The regularized objetive function $\tilde{J}(\boldsymbol{w} ; \boldsymbol{X}, \boldsymbol{y})$ is given by:
$$ \tilde{J}(\boldsymbol{w} ; \boldsymbol{X}, \boldsymbol{y})=\alpha\|\boldsymbol{w}\|_{1}+J(\boldsymbol{w} ; \boldsymbol{X}, \boldsymbol{y})$$
where $\boldsymbol{w}$ is the parameter vector and $\boldsymbol{X}, \boldsymbol{y}$ are the design matrix(inputs) and the outputs of the model, respectively.

If we make a second order Taylor series approximation of the unregularized loss function of our model, which we will assume it is a linear model to ensure it has a clean analytical solution we have
$$\hat{J}(\boldsymbol{\theta})=J\left(\boldsymbol{w}^{*}\right)+\frac{1}{2}\left(\boldsymbol{w}-\boldsymbol{w}^{*}\right)^{\top} \boldsymbol{H}\left(\boldsymbol{w}-\boldsymbol{w}^{*}\right)$$
where $\boldsymbol{H}$ is the Hessian matrix of $J$ with respect to $\boldsymbol{w}$ evaluated at $\boldsymbol{w}^{*}$ and there is no first-order term in this quadratic approximation because $\boldsymbol{w}^{*}$ is defined to be a minimum.

The minimum of $\hat{J}$ occurs where its gradient
$$\nabla_{\boldsymbol{w}} \hat{J}(\boldsymbol{w})=\boldsymbol{H}\left(\boldsymbol{w}-\boldsymbol{w}^{*}\right)$$

If we make the further assumption that the Hessian is diagonal $\boldsymbol{H}=\operatorname{diag}\left(\left[H_{1,1}, \ldots, H_{n, n}\right]\right), $ where each $ H_{i, i}>0$ (more details on the book), we have that our quadratic approximation of the L1 regularized objective function decomposes into a sum over the parameters:
$$\hat{J}(\boldsymbol{w} ; \boldsymbol{X}, \boldsymbol{y})=J\left(\boldsymbol{w}^{*} ; \boldsymbol{X}, \boldsymbol{y}\right)+\sum_{i}\left[\frac{1}{2} H_{i, i}\left(\boldsymbol{w}_{i}-\boldsymbol{w}_{i}^{*}\right)^{2}+\alpha\left|w_{i}\right|\right]$$

Then they say (and this is where I don't see how they did it, specifically that max function)

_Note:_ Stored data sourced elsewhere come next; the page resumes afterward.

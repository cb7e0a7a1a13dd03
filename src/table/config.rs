//! Configuration options for a blackjack table.

use std::fs;
use std::path::Path;
use std::time::Duration;

use serde::{Deserialize, Serialize};
use thiserror::Error;

use crate::settlement::UserId;

/// Balance assumed until the settlement service reports one.
pub const DEFAULT_STARTING_BALANCE: f64 = 1000.0;

/// Configuration for a [`Table`](super::Table).
///
/// # Example
/// ```
/// use blackjack_table::table::TableConfig;
///
/// let config = TableConfig::default().with_seed(7).with_api_url("http://localhost:3001");
/// assert!(config.validate().is_ok());
/// assert_eq!(config.starting_balance, 1000.0);
/// ```
#[derive(Debug, Clone, Serialize, Deserialize)]
#[serde(default)]
pub struct TableConfig {
    /// User whose balance is settled.
    pub user_id: UserId,

    /// Base URL of the settlement service.
    ///
    /// `None` settles against an in-process ledger.
    pub api_url: Option<String>,

    /// Balance shown before the first query to the settlement service, and
    /// the opening balance of ledger accounts.
    pub starting_balance: f64,

    /// Timeout for each settlement request, in milliseconds.
    pub request_timeout_ms: u64,

    /// Random seed for reproducible dealing. `None` seeds from entropy.
    pub seed: Option<u64>,
}

impl Default for TableConfig {
    fn default() -> Self {
        Self {
            user_id: UserId::Number(1),
            api_url: None,
            starting_balance: DEFAULT_STARTING_BALANCE,
            request_timeout_ms: 5_000,
            seed: None,
        }
    }
}

impl TableConfig {
    /// Create a new TableConfig with default settings.
    pub fn new() -> Self {
        Self::default()
    }

    /// Builder method: set the user.
    pub fn with_user(mut self, user_id: UserId) -> Self {
        self.user_id = user_id;
        self
    }

    /// Builder method: settle against a remote service.
    pub fn with_api_url(mut self, url: impl Into<String>) -> Self {
        self.api_url = Some(url.into());
        self
    }

    /// Builder method: set the starting balance.
    pub fn with_starting_balance(mut self, balance: f64) -> Self {
        self.starting_balance = balance;
        self
    }

    /// Builder method: set random seed.
    pub fn with_seed(mut self, seed: u64) -> Self {
        self.seed = Some(seed);
        self
    }

    /// Request timeout as a `Duration`.
    pub fn request_timeout(&self) -> Duration {
        Duration::from_millis(self.request_timeout_ms)
    }

    /// Load configuration from a JSON file.
    pub fn from_json_file<P: AsRef<Path>>(path: P) -> Result<Self, ConfigError> {
        let content =
            fs::read_to_string(path.as_ref()).map_err(|e| ConfigError::Io(e.to_string()))?;
        Self::from_json_str(&content)
    }

    /// Parse configuration from a JSON string.
    pub fn from_json_str(json: &str) -> Result<Self, ConfigError> {
        let config: Self =
            serde_json::from_str(json).map_err(|e| ConfigError::Parse(e.to_string()))?;
        config.validate()?;
        Ok(config)
    }

    /// Validate the configuration and return any errors.
    pub fn validate(&self) -> Result<(), ConfigError> {
        if !self.starting_balance.is_finite() || self.starting_balance < 0.0 {
            return Err(ConfigError::InvalidBalance(self.starting_balance));
        }

        if self.request_timeout_ms == 0 {
            return Err(ConfigError::InvalidTimeout);
        }

        if let Some(url) = &self.api_url {
            if !(url.starts_with("http://") || url.starts_with("https://")) {
                return Err(ConfigError::InvalidUrl(url.clone()));
            }
        }

        Ok(())
    }
}

/// Errors that can occur when loading or validating configuration.
#[derive(Debug, Clone, PartialEq, Error)]
pub enum ConfigError {
    /// Starting balance is negative or not a number.
    #[error("starting balance {0} must be a non-negative number")]
    InvalidBalance(f64),
    /// Request timeout is zero.
    #[error("request timeout must be greater than zero")]
    InvalidTimeout,
    /// Settlement URL is not http or https.
    #[error("API URL {0} must start with http:// or https://")]
    InvalidUrl(String),
    /// Config file could not be read.
    #[error("failed to read config: {0}")]
    Io(String),
    /// Config file is not valid JSON for this struct.
    #[error("failed to parse config: {0}")]
    Parse(String),
}
pub mod auth;
pub mod chart;
pub mod cli;
pub mod config;
pub mod database;
pub mod error;
pub mod handlers;
pub mod middleware;
pub mod server;
pub mod services;
pub mod state;

pub use state::AppState;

The problem of minimizing this approximate cost function has an analytical solution(for each dimension i), with the following form:
$$w_{i}=\operatorname{sign}\left(w_{i}^{*}\right) \max \left\{\left|w_{i}^{*}\right|-\frac{\alpha}{H_{i, i}}, 0\right\}$$

How did they get that expression? I've reached a similar one, but without that max function…

For further insights, please refer to the book.

Best Answer

Below is a derivation using the method described in this video.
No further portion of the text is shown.